The opening minute of I Am Legend aims for an "oh wow" response — but succeeds in eliciting more of an "oh no." The film opens with Will Smith as the Last Man on Earth tearing around the vacant streets of Manhattan in a red Mustang, his trusty dog by his side in the front seat, Chewbacca-style. The two are tracking a herd of deer in what passes for a hunting expedition in this virus-decimated city. So why the "oh no?" The CGI deer look… awful. Fake. The sequence then ends with two zoo-escaped lions taking down a member of the herd — and, yes, the lions looked equally terrible (The Chronicles of Narnia proved you could make a CG lion look credible, so there's no excuse for this). And in a film where you know there are CG monsters on the way, dropping the ball on something as simple as normal zoo life makes moviegoer expectations sink and sink fast — not the sense of dread director Lawrence hoped to instill in his audience to be sure.
Based on Richard Matheson's 1954 novel of the same name, I Am Legend takes a great deal of liberties with the source material. No longer an average guy hunting and killing the vampirific "survivors," Will Smith's Robert Neville is a scientist who keeps away from the night stalkers as much as he can while he struggles to find a cure for their virus in his in-home laboratory. The film flashes back to his life before the outbreak, and Smith is strong particularly during a first half that relies almost entirely on his facial expressions and body language over dialogue. You feel his pain and loneliness, and Smith has your sympathies completely.
Unfortunately, the "deer omen" comes to fruition once the vampires are revealed. The pale, CGI skinheads look unforgivably cheap — in fact, they look a lot like the CGI Imhotep in Stephen Sommers's The Mummy (and no, that's not a good thing) every time they extend their jaws to scream (which is incessantly). Lawrence constructs a tangible mood of desperation, but it is undone by the intangibility of his villains. They flit about as if they weigh nothing, and then, moments later, can topple an SUV just by running head first into it. They look like rushed, temporary animatics and not finished products, and Smith seems more alone in the scenes with these creatures than he does when he's actually alone. Lawrence's complete lack of faith in his ability to actually scare you exacerbate the film's problems — the director constantly resorts to the most hackneyed gag in the horror-film genre, the "quiet, quiet, loud" scare, which here is as cheap and overused as the CGI. When the transition between Smith having breakfast and Smith closing the shades on his house makes you jump because the shades are unnecessarily loud, you know you're being manipulated. By an hour in, you're numb to it.
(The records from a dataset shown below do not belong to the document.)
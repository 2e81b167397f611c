//! Projection map and per-kind merge rules

use crate::decoder::DecodedEvent;
use credlog_core::{
    ConsensusTimestamp, CredentialForm, FormSubmission, Institution, LedgerEvent,
};
use serde::de::DeserializeOwned;
use serde::Serialize;
use serde_json::{Map, Value};
use std::collections::HashMap;

/// What an event does to one entity
#[derive(Debug, Clone, PartialEq)]
pub enum Mutation<E> {
    /// Establish (or replace, if newer) the baseline record
    Create { key: String, entity: E },

    /// Shallow-merge a field set into an existing record
    Patch { key: String, fields: Map<String, Value> },

    /// Tombstone the record
    Delete { key: String },
}

/// An entity type that can be rebuilt from ledger events
pub trait Projectable: Clone + Serialize + DeserializeOwned {
    /// Map an event to a mutation of this entity type, or `None` if the
    /// event concerns something else
    fn mutation(event: &LedgerEvent) -> Option<Mutation<Self>>;

    /// Projection key carried by the entity itself
    fn key(&self) -> Option<&str>;

    /// Owner used by `by_owner` queries
    fn owner(&self) -> Option<&str>;

    /// Other names the entity answers to besides its key
    fn aliases(&self) -> Vec<&str> {
        Vec::new()
    }
}

impl Projectable for Institution {
    fn mutation(event: &LedgerEvent) -> Option<Mutation<Self>> {
        match event {
            LedgerEvent::InstitutionRegistration(inst) => Some(Mutation::Create {
                key: inst.key()?.to_string(),
                entity: inst.clone(),
            }),
            LedgerEvent::InstitutionUpdate(update) => Some(Mutation::Patch {
                key: update.key()?.to_string(),
                fields: update.updates.clone(),
            }),
            _ => None,
        }
    }

    fn key(&self) -> Option<&str> {
        Institution::key(self)
    }

    fn owner(&self) -> Option<&str> {
        self.creator_id.as_deref()
    }

    /// The id, when the DID is the key
    fn aliases(&self) -> Vec<&str> {
        match (self.did.as_deref(), self.id.as_deref()) {
            (Some(did), Some(id)) if !did.is_empty() && !id.is_empty() && did != id => vec![id],
            _ => Vec::new(),
        }
    }
}

impl Projectable for CredentialForm {
    fn mutation(event: &LedgerEvent) -> Option<Mutation<Self>> {
        match event {
            LedgerEvent::FormCreation(form) => Some(Mutation::Create {
                key: form.id.clone(),
                entity: form.clone(),
            }),
            LedgerEvent::FormUpdate(update) => Some(Mutation::Patch {
                key: update.form_id.clone(),
                fields: update.updates.clone(),
            }),
            LedgerEvent::FormDeletion(deletion) => Some(Mutation::Delete {
                key: deletion.form_id.clone(),
            }),
            _ => None,
        }
    }

    fn key(&self) -> Option<&str> {
        Some(&self.id)
    }

    fn owner(&self) -> Option<&str> {
        Some(&self.institution_did)
    }
}

impl Projectable for FormSubmission {
    fn mutation(event: &LedgerEvent) -> Option<Mutation<Self>> {
        match event {
            LedgerEvent::Submission(submission) => Some(Mutation::Create {
                key: submission.id.clone(),
                entity: submission.clone(),
            }),
            _ => None,
        }
    }

    fn key(&self) -> Option<&str> {
        Some(&self.id)
    }

    fn owner(&self) -> Option<&str> {
        Some(&self.form_id)
    }
}

/// Current state of one entity plus where it came from in the log
#[derive(Debug, Clone, PartialEq, Serialize)]
#[serde(rename_all = "camelCase")]
pub struct Record<E> {
    pub key: String,
    pub entity: E,

    /// Consensus time of the creation event that established the record
    pub created_at: ConsensusTimestamp,

    /// Consensus time of the last applied event
    pub updated_at: ConsensusTimestamp,

    /// Sequence number of the last applied event
    pub sequence_number: u64,
}

impl<E> Record<E> {
    fn position(&self) -> (ConsensusTimestamp, u64) {
        (self.updated_at, self.sequence_number)
    }
}

/// Counters for one fold
#[derive(Debug, Clone, Default, PartialEq, Eq)]
pub struct ProjectionStats {
    /// Events that targeted this entity type
    pub events_seen: usize,
    pub created: usize,
    pub replaced: usize,
    pub updated: usize,
    pub deleted: usize,
    /// Updates or deletions for keys not in the projection
    pub orphaned: usize,
    /// Events not newer than the record they targeted
    pub stale_skipped: usize,
    /// Updates whose merged result was not a valid entity
    pub rejected_updates: usize,
}

/// `key → Record<E>`, derived by replaying events from empty
///
/// Updates, deletions and lookups may name a record by an alias (an
/// institution's `id` when it is keyed by DID). Aliases are learned from the
/// creation events applied so far.
#[derive(Debug, Clone)]
pub struct Projection<E> {
    records: HashMap<String, Record<E>>,
    aliases: HashMap<String, String>,
    stats: ProjectionStats,
}

impl<E> Default for Projection<E> {
    fn default() -> Self {
        Self {
            records: HashMap::new(),
            aliases: HashMap::new(),
            stats: ProjectionStats::default(),
        }
    }
}

impl<E: Projectable> Projection<E> {
    pub fn new() -> Self {
        Self::default()
    }

    /// Apply one event
    ///
    /// Callers must apply events oldest-first; [`fold`](crate::fold) sorts
    /// before applying. An event that is not strictly newer than the record
    /// it targets is ignored, which also makes duplicate entries harmless.
    pub fn apply(&mut self, event: &DecodedEvent) {
        let Some(mutation) = E::mutation(&event.event) else {
            return;
        };
        self.stats.events_seen += 1;

        let position = event.position();
        let ts = event.consensus_timestamp;
        let seq = event.sequence_number;

        match mutation {
            Mutation::Create { key, entity } => match self.records.get_mut(&key) {
                None => {
                    self.learn_aliases(&key, &entity);
                    self.records.insert(
                        key.clone(),
                        Record {
                            key,
                            entity,
                            created_at: ts,
                            updated_at: ts,
                            sequence_number: seq,
                        },
                    );
                    self.stats.created += 1;
                }
                Some(record) if position > record.position() => {
                    record.entity = entity;
                    record.updated_at = ts;
                    record.sequence_number = seq;
                    self.stats.replaced += 1;
                    let entity = record.entity.clone();
                    self.learn_aliases(&key, &entity);
                }
                Some(_) => self.stats.stale_skipped += 1,
            },

            Mutation::Patch { key, fields } => {
                let key = self.resolve(&key).to_string();
                match self.records.get_mut(&key) {
                    None => {
                        tracing::debug!(key = %key, sequence_number = seq, "Discarding orphan update");
                        self.stats.orphaned += 1;
                    }
                    Some(record) if position > record.position() => {
                        match merge_fields(&record.entity, &fields) {
                            Ok(merged) if merged.key() == Some(key.as_str()) => {
                                record.entity = merged;
                                record.updated_at = ts;
                                record.sequence_number = seq;
                                self.stats.updated += 1;
                            }
                            Ok(_) => {
                                tracing::warn!(key = %key, sequence_number = seq, "Update tried to change the record key, discarding");
                                self.stats.rejected_updates += 1;
                            }
                            Err(e) => {
                                tracing::warn!(key = %key, sequence_number = seq, error = %e, "Update produced an invalid record, discarding");
                                self.stats.rejected_updates += 1;
                            }
                        }
                    }
                    Some(_) => self.stats.stale_skipped += 1,
                }
            }

            Mutation::Delete { key } => {
                let key = self.resolve(&key).to_string();
                match self.records.get(&key) {
                    None => self.stats.orphaned += 1,
                    Some(record) if position > record.position() => {
                        self.records.remove(&key);
                        self.stats.deleted += 1;
                    }
                    Some(_) => self.stats.stale_skipped += 1,
                }
            }
        }
    }

    /// Look up a record by key or alias
    pub fn get(&self, key: &str) -> Option<&Record<E>> {
        self.records.get(self.resolve(key))
    }

    pub fn contains(&self, key: &str) -> bool {
        self.get(key).is_some()
    }

    /// Key of the record `name` refers to; a real key wins over an alias
    fn resolve<'a>(&'a self, name: &'a str) -> &'a str {
        if self.records.contains_key(name) {
            return name;
        }
        self.aliases.get(name).map_or(name, String::as_str)
    }

    fn learn_aliases(&mut self, key: &str, entity: &E) {
        for alias in entity.aliases() {
            self.aliases.insert(alias.to_string(), key.to_string());
        }
    }

    /// All records, oldest creation first (ties by key)
    pub fn list(&self) -> Vec<&Record<E>> {
        let mut records: Vec<_> = self.records.values().collect();
        records.sort_by(|a, b| (a.created_at, &a.key).cmp(&(b.created_at, &b.key)));
        records
    }

    /// Records whose owner matches
    pub fn by_owner(&self, owner: &str) -> Vec<&Record<E>> {
        self.list()
            .into_iter()
            .filter(|record| record.entity.owner() == Some(owner))
            .collect()
    }

    pub fn len(&self) -> usize {
        self.records.len()
    }

    pub fn is_empty(&self) -> bool {
        self.records.is_empty()
    }

    pub fn stats(&self) -> &ProjectionStats {
        &self.stats
    }

    /// Consume into records, oldest creation first
    pub fn into_records(self) -> Vec<Record<E>> {
        let mut records: Vec<_> = self.records.into_values().collect();
        records.sort_by(|a, b| (a.created_at, &a.key).cmp(&(b.created_at, &b.key)));
        records
    }
}

/// Shallow merge: every top-level field in `fields` replaces the entity's
fn merge_fields<E: Serialize + DeserializeOwned>(
    entity: &E,
    fields: &Map<String, Value>,
) -> serde_json::Result<E> {
    let mut value = serde_json::to_value(entity)?;
    if let Value::Object(object) = &mut value {
        for (name, field) in fields {
            object.insert(name.clone(), field.clone());
        }
    }
    serde_json::from_value(value)
}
The rest of the film feels very familiar (and not just because the Matheson source material has already been adapted twice), but because more recent films like Danny Boyle's 28 Days Later have handled similar ideas much more effectively. (Boyle also showed that a few extras and some makeup can create much more disturbing creatures than CGI). In fact, the ending (not to give it away) almost seems like a shot-for-shot remake of Days. And where Matheson's title was meant to refer to the sinister twist at the close of his novel (to the vampire community, Neville is a creature of the night out of legend), Lawrence's film gives us a pedestrian and unimaginative explanation for why Neville's story will carry on. Overall, I Am Legend is a wasted opportunity — a rickety, weather-beaten framework around an otherwise strong central performance from Smith.